**WORK REQUIRED:** In the entries that follow, the lines from the one with "filename src/convert/src/oci/layout.rs" through the one with "pub fn from_digest(root_dir: impl" are the ones to write out, exactly and with both ends included. Nothing else should appear.

Recorded data:

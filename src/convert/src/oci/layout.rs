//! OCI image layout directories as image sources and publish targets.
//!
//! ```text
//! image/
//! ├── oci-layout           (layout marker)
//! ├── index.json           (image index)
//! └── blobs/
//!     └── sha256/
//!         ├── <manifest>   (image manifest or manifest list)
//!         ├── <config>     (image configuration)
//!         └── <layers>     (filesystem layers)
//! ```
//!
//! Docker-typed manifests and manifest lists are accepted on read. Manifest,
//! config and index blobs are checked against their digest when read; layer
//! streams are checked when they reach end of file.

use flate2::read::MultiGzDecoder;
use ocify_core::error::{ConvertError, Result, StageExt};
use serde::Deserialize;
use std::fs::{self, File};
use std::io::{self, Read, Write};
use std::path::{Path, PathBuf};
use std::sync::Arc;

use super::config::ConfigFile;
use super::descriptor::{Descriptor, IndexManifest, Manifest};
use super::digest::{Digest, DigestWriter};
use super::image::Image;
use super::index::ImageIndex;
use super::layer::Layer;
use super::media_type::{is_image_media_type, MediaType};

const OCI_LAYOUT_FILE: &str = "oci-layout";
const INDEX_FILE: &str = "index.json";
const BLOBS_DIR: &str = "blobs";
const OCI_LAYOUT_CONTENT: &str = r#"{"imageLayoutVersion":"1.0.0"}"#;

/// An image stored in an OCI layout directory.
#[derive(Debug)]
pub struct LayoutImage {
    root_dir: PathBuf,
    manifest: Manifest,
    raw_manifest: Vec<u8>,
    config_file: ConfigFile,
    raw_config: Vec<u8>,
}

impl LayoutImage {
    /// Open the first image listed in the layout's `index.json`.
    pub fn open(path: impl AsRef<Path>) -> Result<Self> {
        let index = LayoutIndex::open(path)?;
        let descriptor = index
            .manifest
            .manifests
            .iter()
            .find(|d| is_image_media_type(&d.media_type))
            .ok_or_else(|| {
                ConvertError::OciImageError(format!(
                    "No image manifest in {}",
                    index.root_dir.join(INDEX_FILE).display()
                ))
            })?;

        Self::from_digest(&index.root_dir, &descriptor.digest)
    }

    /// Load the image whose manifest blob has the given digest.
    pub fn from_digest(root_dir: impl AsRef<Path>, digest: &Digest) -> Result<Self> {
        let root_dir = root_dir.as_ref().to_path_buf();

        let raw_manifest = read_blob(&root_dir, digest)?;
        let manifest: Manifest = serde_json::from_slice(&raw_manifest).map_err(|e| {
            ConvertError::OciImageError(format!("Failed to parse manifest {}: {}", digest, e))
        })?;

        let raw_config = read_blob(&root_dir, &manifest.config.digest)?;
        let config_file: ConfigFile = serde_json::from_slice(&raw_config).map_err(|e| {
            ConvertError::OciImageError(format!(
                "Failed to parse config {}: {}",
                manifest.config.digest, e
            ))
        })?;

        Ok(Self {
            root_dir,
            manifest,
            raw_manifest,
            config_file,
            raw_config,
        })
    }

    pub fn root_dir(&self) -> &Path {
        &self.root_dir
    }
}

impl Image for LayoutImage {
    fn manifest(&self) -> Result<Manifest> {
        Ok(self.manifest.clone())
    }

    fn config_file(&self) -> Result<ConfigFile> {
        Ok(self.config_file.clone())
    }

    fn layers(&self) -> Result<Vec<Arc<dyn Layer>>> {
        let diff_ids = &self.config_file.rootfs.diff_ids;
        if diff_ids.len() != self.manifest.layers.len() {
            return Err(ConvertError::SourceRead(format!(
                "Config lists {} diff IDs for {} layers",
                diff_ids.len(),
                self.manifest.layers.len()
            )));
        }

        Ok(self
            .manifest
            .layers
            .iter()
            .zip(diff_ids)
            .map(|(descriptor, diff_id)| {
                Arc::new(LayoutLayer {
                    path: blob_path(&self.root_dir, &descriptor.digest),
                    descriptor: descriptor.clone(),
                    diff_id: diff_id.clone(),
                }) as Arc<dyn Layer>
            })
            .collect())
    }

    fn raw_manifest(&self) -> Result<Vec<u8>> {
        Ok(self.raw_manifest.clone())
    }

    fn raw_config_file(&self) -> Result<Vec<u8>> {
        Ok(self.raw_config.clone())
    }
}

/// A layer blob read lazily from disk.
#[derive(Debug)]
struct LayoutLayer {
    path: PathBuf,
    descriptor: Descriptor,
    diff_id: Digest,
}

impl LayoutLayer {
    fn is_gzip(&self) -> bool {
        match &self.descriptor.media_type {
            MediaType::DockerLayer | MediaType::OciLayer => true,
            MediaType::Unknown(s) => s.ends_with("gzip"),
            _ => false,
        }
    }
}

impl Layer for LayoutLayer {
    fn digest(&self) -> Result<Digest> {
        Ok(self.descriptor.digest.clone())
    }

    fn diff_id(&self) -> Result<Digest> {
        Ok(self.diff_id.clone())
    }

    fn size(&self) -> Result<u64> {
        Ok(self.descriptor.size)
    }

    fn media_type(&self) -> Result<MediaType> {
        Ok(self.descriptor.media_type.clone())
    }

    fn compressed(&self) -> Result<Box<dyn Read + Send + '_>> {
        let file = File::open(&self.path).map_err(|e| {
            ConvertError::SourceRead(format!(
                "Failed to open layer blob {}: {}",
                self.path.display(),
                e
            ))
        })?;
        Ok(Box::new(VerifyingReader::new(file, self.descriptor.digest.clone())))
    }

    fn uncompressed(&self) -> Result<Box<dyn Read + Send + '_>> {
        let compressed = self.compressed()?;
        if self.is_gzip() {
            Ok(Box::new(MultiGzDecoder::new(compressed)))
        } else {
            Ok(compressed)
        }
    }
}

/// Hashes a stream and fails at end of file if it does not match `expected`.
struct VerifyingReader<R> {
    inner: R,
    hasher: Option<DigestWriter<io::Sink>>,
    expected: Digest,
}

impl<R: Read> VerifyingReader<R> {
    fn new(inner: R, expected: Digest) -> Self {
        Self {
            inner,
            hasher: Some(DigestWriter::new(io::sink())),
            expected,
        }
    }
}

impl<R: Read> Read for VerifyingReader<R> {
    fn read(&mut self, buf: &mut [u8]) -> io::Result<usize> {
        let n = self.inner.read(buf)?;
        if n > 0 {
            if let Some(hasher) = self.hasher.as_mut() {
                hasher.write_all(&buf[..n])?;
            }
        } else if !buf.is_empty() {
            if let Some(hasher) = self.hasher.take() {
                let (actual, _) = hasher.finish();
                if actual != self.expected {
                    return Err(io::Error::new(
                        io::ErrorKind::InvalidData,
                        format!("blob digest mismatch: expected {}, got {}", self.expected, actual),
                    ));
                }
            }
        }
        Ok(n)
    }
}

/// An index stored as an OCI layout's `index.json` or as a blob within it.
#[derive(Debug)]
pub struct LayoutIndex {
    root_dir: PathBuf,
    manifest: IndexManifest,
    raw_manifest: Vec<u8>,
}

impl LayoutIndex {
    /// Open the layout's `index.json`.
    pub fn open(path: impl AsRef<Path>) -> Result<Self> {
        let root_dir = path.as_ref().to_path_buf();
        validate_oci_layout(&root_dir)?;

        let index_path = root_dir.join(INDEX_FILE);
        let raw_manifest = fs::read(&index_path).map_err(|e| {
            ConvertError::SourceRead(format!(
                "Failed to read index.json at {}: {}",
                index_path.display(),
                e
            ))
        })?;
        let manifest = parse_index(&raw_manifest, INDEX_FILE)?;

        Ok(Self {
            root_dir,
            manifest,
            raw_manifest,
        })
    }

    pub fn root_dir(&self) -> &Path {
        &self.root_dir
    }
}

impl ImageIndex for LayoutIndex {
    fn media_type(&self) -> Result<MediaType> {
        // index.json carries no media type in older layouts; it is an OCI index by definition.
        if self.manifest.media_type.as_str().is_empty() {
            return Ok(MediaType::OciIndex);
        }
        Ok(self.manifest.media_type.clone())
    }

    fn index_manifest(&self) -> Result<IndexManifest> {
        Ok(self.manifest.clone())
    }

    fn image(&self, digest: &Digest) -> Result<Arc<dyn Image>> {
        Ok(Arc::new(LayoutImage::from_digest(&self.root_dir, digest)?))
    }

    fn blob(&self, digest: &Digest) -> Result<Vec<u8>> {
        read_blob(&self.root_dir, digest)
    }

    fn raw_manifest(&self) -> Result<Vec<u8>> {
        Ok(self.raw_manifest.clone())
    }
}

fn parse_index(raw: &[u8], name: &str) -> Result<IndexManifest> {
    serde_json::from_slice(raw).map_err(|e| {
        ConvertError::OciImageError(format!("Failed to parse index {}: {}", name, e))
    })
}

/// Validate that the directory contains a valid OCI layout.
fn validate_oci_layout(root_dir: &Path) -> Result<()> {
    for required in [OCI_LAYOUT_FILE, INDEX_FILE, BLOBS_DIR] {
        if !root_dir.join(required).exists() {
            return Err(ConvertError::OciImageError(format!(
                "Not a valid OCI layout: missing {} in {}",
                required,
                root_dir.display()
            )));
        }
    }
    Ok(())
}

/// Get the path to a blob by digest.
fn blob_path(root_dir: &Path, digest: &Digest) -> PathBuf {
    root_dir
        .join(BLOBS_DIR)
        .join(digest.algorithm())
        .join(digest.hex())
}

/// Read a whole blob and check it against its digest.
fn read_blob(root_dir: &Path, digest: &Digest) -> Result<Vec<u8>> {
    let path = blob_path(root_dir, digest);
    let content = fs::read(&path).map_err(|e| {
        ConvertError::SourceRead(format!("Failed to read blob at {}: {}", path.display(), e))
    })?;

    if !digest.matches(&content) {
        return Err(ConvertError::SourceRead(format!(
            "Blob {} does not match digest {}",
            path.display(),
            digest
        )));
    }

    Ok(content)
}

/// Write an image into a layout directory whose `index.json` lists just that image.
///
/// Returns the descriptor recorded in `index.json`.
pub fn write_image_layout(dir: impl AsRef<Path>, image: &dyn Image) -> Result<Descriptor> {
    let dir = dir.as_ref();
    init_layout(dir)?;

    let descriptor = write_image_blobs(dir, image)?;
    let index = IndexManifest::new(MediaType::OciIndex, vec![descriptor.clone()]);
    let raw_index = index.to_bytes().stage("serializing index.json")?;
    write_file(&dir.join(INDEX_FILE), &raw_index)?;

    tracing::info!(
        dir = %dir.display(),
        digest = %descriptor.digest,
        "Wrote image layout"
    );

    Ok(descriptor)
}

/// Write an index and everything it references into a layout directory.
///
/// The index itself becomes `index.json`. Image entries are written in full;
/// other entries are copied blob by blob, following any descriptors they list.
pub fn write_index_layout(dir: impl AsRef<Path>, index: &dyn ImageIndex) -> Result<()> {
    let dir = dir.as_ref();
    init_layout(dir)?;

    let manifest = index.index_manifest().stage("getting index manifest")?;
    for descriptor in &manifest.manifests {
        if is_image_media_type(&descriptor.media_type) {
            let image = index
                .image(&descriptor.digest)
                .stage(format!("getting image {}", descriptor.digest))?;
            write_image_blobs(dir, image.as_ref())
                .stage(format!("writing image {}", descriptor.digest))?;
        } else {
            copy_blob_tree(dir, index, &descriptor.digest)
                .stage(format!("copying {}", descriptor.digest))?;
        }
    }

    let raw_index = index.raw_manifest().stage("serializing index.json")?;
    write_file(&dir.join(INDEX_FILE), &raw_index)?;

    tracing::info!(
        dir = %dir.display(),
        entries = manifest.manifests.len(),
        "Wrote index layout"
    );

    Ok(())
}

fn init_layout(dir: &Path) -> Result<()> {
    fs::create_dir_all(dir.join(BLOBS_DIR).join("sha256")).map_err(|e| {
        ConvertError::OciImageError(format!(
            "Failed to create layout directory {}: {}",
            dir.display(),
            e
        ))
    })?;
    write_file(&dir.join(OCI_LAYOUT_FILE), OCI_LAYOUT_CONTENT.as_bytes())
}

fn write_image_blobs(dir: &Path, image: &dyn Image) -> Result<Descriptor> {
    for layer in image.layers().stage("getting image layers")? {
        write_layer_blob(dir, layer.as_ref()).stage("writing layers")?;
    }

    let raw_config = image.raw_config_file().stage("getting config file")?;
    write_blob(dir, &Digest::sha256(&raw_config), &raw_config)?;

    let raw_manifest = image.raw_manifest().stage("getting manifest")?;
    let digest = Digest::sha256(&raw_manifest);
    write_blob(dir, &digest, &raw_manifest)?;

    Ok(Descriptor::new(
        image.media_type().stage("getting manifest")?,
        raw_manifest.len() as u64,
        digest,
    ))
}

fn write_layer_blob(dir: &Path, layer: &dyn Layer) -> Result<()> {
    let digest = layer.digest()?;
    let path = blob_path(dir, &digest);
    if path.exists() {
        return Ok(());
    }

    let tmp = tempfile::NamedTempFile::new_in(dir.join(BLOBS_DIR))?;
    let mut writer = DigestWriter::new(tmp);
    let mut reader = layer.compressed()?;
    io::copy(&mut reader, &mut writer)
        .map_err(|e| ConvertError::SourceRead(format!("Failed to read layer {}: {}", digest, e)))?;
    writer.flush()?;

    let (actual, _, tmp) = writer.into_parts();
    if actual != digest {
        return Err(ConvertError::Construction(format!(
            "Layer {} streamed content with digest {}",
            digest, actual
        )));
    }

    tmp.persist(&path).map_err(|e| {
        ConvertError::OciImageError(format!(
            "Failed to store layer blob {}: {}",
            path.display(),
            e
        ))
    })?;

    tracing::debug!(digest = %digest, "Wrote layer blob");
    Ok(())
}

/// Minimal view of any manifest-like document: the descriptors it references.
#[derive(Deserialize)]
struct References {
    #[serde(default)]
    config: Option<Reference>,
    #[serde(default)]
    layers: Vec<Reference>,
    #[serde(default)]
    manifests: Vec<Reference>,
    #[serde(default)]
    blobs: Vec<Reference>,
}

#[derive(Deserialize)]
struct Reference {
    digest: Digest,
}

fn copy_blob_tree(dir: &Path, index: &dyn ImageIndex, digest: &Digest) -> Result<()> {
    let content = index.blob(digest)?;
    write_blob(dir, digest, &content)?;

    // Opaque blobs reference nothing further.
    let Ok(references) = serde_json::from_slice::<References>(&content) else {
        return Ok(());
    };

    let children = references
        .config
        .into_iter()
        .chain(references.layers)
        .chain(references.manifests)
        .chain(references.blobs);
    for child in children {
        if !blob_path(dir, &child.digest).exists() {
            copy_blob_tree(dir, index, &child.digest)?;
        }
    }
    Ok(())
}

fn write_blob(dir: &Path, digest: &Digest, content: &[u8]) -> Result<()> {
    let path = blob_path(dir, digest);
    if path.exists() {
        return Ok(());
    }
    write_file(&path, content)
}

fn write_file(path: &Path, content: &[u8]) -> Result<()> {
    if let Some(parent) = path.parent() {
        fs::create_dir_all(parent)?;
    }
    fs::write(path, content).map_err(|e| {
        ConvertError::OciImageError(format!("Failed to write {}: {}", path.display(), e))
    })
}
* * *
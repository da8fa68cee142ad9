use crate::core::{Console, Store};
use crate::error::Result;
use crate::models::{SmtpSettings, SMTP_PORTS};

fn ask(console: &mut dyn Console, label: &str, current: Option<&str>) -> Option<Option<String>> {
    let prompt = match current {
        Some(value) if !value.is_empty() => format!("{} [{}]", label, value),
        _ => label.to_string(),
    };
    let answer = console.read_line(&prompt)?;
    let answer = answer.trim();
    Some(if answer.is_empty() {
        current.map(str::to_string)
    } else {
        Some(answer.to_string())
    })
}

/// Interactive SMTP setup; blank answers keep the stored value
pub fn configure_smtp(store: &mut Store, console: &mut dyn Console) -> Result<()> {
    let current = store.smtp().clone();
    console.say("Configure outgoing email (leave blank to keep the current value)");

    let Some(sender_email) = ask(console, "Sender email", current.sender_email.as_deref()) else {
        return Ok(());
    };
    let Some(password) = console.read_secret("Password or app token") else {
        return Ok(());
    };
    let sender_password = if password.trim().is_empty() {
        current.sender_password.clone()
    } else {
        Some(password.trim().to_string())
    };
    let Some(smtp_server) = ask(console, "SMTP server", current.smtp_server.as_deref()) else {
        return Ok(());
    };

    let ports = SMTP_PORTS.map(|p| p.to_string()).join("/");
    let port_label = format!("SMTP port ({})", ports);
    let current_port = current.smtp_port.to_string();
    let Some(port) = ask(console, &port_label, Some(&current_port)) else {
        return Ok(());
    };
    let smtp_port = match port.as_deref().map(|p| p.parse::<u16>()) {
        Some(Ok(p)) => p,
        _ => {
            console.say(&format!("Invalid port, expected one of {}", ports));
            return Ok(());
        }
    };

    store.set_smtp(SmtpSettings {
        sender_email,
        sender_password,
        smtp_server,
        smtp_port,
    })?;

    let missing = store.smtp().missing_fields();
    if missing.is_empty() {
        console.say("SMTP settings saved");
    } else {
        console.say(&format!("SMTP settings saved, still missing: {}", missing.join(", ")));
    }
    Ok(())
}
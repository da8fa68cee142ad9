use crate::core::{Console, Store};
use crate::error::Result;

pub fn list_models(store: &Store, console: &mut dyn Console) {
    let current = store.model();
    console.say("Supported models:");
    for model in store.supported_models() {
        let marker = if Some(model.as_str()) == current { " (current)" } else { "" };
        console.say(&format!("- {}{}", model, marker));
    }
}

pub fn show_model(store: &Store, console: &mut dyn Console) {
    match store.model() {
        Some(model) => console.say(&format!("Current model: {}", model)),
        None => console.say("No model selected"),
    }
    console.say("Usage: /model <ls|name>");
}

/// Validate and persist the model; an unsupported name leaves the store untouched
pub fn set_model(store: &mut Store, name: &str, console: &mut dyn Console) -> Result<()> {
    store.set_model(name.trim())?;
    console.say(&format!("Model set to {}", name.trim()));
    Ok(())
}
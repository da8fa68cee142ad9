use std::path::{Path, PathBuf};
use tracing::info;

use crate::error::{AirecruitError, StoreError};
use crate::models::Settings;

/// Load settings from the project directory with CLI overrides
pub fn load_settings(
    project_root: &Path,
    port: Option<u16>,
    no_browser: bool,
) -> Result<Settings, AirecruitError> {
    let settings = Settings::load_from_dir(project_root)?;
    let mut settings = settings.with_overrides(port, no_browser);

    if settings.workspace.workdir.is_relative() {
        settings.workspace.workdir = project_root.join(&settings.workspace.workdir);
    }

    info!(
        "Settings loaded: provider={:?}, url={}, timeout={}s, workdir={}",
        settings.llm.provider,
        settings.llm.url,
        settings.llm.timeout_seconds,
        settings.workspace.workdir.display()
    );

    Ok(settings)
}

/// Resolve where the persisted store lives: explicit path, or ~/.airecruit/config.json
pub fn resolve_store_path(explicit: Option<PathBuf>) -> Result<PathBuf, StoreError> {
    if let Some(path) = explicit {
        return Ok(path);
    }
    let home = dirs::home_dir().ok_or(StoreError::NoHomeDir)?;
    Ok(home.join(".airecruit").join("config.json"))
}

**COMPLETED TASK:**
filename src/convert/src/oci/layout.rs
//! OCI image layout directories as image sources and publish targets.
//!
//! ```text
//! image/
//! ├── oci-layout           (layout marker)
//! ├── index.json           (image index)
//! └── blobs/
//!     └── sha256/
//!         ├── <manifest>   (image manifest or manifest list)
//!         ├── <config>     (image configuration)
//!         └── <layers>     (filesystem layers)
//! ```
//!
//! Docker-typed manifests and manifest lists are accepted on read. Manifest,
//! config and index blobs are checked against their digest when read; layer
//! streams are checked when they reach end of file.

use flate2::read::MultiGzDecoder;
use ocify_core::error::{ConvertError, Result, StageExt};
use serde::Deserialize;
use std::fs::{self, File};
use std::io::{self, Read, Write};
use std::path::{Path, PathBuf};
use std::sync::Arc;

use super::config::ConfigFile;
use super::descriptor::{Descriptor, IndexManifest, Manifest};
use super::digest::{Digest, DigestWriter};
use super::image::Image;
use super::index::ImageIndex;
use super::layer::Layer;
use super::media_type::{is_image_media_type, MediaType};

const OCI_LAYOUT_FILE: &str = "oci-layout";
const INDEX_FILE: &str = "index.json";
const BLOBS_DIR: &str = "blobs";
const OCI_LAYOUT_CONTENT: &str = r#"{"imageLayoutVersion":"1.0.0"}"#;

/// An image stored in an OCI layout directory.
#[derive(Debug)]
pub struct LayoutImage {
    root_dir: PathBuf,
    manifest: Manifest,
    raw_manifest: Vec<u8>,
    config_file: ConfigFile,
    raw_config: Vec<u8>,
}

impl LayoutImage {
    /// Open the first image listed in the layout's `index.json`.
    pub fn open(path: impl AsRef<Path>) -> Result<Self> {
        let index = LayoutIndex::open(path)?;
        let descriptor = index
            .manifest
            .manifests
            .iter()
            .find(|d| is_image_media_type(&d.media_type))
            .ok_or_else(|| {
                ConvertError::OciImageError(format!(
                    "No image manifest in {}",
                    index.root_dir.join(INDEX_FILE).display()
                ))
            })?;

        Self::from_digest(&index.root_dir, &descriptor.digest)
    }

    /// Load the image whose manifest blob has the given digest.
    pub fn from_digest(root_dir: impl AsRef<Path>, digest: &Digest) -> Result<Self> {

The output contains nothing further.